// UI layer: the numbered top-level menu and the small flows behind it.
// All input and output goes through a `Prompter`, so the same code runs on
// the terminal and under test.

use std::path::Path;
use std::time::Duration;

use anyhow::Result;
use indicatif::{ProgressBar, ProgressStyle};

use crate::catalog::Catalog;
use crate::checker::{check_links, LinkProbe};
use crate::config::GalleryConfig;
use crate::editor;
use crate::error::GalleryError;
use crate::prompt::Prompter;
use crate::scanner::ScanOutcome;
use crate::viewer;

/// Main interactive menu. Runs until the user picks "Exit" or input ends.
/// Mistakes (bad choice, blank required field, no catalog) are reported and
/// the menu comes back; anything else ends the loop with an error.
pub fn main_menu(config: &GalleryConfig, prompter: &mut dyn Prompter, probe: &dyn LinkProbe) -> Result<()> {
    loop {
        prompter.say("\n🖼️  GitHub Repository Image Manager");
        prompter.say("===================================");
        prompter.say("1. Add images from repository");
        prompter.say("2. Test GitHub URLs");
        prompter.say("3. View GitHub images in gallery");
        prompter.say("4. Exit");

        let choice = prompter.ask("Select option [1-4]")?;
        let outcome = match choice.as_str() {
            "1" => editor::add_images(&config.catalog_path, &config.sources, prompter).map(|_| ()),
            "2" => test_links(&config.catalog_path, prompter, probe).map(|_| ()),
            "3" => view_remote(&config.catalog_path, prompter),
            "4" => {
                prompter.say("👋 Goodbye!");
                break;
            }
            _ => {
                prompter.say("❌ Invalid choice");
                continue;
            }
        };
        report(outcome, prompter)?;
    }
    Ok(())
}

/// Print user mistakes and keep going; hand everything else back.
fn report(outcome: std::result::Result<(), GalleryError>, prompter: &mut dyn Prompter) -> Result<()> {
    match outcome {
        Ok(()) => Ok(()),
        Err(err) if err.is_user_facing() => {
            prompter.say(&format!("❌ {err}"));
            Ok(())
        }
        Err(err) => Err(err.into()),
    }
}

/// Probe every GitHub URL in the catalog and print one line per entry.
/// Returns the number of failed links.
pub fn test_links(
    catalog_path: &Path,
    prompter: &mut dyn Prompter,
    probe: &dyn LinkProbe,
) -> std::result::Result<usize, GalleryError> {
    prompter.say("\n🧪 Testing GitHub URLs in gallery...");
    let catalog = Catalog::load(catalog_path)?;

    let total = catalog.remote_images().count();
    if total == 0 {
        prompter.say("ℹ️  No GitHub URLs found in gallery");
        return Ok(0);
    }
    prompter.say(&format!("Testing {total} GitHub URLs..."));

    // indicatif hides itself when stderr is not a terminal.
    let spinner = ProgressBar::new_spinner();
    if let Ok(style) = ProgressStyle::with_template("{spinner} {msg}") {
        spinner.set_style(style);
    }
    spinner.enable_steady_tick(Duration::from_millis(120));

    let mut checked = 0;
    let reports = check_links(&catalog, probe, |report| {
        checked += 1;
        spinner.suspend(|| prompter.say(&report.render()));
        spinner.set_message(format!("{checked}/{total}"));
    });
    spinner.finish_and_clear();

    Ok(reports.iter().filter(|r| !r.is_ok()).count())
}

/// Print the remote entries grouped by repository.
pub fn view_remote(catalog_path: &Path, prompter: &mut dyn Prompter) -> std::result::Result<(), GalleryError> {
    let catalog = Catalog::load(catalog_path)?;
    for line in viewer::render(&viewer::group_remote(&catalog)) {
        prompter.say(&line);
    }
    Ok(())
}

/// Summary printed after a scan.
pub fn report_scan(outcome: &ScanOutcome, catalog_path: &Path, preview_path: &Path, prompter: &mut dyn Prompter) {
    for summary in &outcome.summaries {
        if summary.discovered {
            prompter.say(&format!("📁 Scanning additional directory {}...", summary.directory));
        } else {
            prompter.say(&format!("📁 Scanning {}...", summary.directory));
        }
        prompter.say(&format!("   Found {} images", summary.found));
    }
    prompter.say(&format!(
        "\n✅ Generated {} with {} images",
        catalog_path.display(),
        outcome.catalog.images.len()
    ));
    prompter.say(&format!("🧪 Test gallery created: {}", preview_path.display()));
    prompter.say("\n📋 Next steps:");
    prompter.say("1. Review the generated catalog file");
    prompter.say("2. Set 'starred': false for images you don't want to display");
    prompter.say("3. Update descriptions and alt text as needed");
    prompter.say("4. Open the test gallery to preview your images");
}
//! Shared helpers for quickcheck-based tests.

-=-=-=-=-

Activity: Each line above that contains the word "loop" counts once; give the total and no other text.

Task answer: 2